The core of the system is the Engine component. It is responsible for communicating with all the other components in the system. All the received requests, containing URLs, from the spiders are sent to the Scheduler, which provides the order of requests to be processed, using a FIFO or a LIFO queue, that can be persistent or not. The interaction between each component is done in an asynchronous —non-blocking— fashion, meaning that every component is working on their own task without being blocked or stalled by some other slower one 5. The Engine asynchronously “gives them a job” to do, and components reply with the result once the task is done. For example, a slow network connection would make the downloading of a page slow, and if the interaction between components was sequential or blocking then every job would eventually be delayed because of the slow connection.

Connectors View

The components, as discussed in the previous section, are connected through connectors. These connectors serve a variety of purposes and are not necessarily bidirectional. Connectors 3 can be method calls, using a queue as the shared data structure between components, a configuration in a file, etc. The components and the connections are depicted and numbered in the figure above. As can be observed, the engine is the component that is connected with all the other components, as it is the core of the application.

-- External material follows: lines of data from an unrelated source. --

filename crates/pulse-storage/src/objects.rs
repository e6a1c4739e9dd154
use aws_sdk_s3::Client;
use aws_smithy_types::byte_stream::ByteStream;

use crate::error::StorageError;

/// Get an object's bytes.
///
/// An absent key surfaces as [`StorageError::NotFound`]; callers decide
/// what that means for them.
pub async fn get_object(client: &Client, bucket: &str, key: &str) -> Result<Vec<u8>, StorageError> {
    let resp = client
        .get_object()
        .bucket(bucket)
        .key(key)
        .send()
        .await
        .map_err(|e| {
            let err = e.into_service_error();
            if err.is_no_such_key() {
                StorageError::NotFound {
                    key: key.to_string(),
                }
            } else {
                StorageError::GetObject(err.to_string())
            }
        })?;

    let body = resp
        .body
        .collect()
        .await
        .map_err(|e| StorageError::GetObject(e.to_string()))?
        .into_bytes()
        .to_vec();

    Ok(body)
}

/// Put an object.
pub async fn put_object(
    client: &Client,
    bucket: &str,
    key: &str,
    body: Vec<u8>,
    content_type: Option<&str>,
) -> Result<(), StorageError> {
    let mut req = client
        .put_object()
        .bucket(bucket)
        .key(key)
        .body(ByteStream::from(body));

    if let Some(ct) = content_type {
        req = req.content_type(ct);
    }

    req.send()
        .await
        .map_err(|e| StorageError::PutObject(e.into_service_error().to_string()))?;

    Ok(())
}

/// Delete an object.
pub async fn delete_object(client: &Client, bucket: &str, key: &str) -> Result<(), StorageError> {
    client
        .delete_object()
        .bucket(bucket)
        .key(key)
        .send()
        .await
        .map_err(|e| StorageError::DeleteObject(e.into_service_error().to_string()))?;

    Ok(())
}

/// List object keys under a prefix, following continuation tokens.
pub async fn list_objects(
    client: &Client,
    bucket: &str,
    prefix: &str,
) -> Result<Vec<String>, StorageError> {
    let mut keys = Vec::new();
    let mut continuation_token: Option<String> = None;

    loop {
        let mut req = client.list_objects_v2().bucket(bucket).prefix(prefix);

        if let Some(token) = &continuation_token {
            req = req.continuation_token(token);
        }

        let resp = req
            .send()
            .await
            .map_err(|e| StorageError::ListObjects(e.into_service_error().to_string()))?;

        for obj in resp.contents() {
            if let Some(key) = obj.key() {
                keys.push(key.to_string());
            }
        }

        if resp.is_truncated() == Some(true) {
            continuation_token = resp.next_continuation_token().map(|s| s.to_string());
        } else {
            break;
        }
    }

    Ok(keys)
}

Most of the connectors between the components of the Scrapy system are method calls. Scrapy is event-driven, as previously mentioned, and it relies on the Twisted framework for asynchronous method calling. The Deferred object is employed in order to sequentially execute method calls on the completion of other methods that take significant amounts of time to complete, therefore impacting performance. For instance, the download method can be seen in Snippet 1. It starts downloading the web page and creates a Deferred object that will apply a chain of callback methods once the download has finished. This non-blocking aspect allows the method to continue running and return the same Deferred object to a different context from which it was called and apply other callback methods there as well. Scrapy relies on the flexibility of Twisted to mainly use asynchronous and non-blocking method calls.

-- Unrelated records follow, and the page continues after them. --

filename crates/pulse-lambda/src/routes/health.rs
use axum::Json;
use serde_json::{Value, json};

pub async fn health_check() -> Json<Value> {
    Json(json!({ "status": "ok" }))
}
//! S3 key/path conventions.
//!
//! Pure string functions — no AWS SDK dependency. These define the canonical
//! layout of objects in the Pulse bucket.

use uuid::Uuid;

pub const SURVEYS_PREFIX: &str = "surveys/";

pub const RESPONSES_PREFIX: &str = "responses/";

pub fn survey(id: Uuid) -> String {
    format!("surveys/{id}.json")
}

pub fn response(id: Uuid) -> String {
    format!("responses/{id}.json")
}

dwld = self.downloader.fetch(request, spider)
dwld.addCallbacks(_on_success)
dwld.addBoth(_on_complete)	

Snippet 1: Deferred object in Downloader

Other types of connectors, which were not mentioned before, are the middleware components (e.g. spider middleware 6 ). They can be used as hooks between the different components in order to pre-process or post-process the message sent from one component to another. This is an interesting type of connector that relies on method calls to function.

Finally, other types of connectors can be remote calls to a database in for example the Item Pipeline component, in order to save the scraped results persistently.

Developer View

Scrapy’s codebase is composed of five main components, in order to group related code and functionality together, thus assisting in readability and maintainability of the project. The various internal and external dependencies of each component are depicted in the figure below.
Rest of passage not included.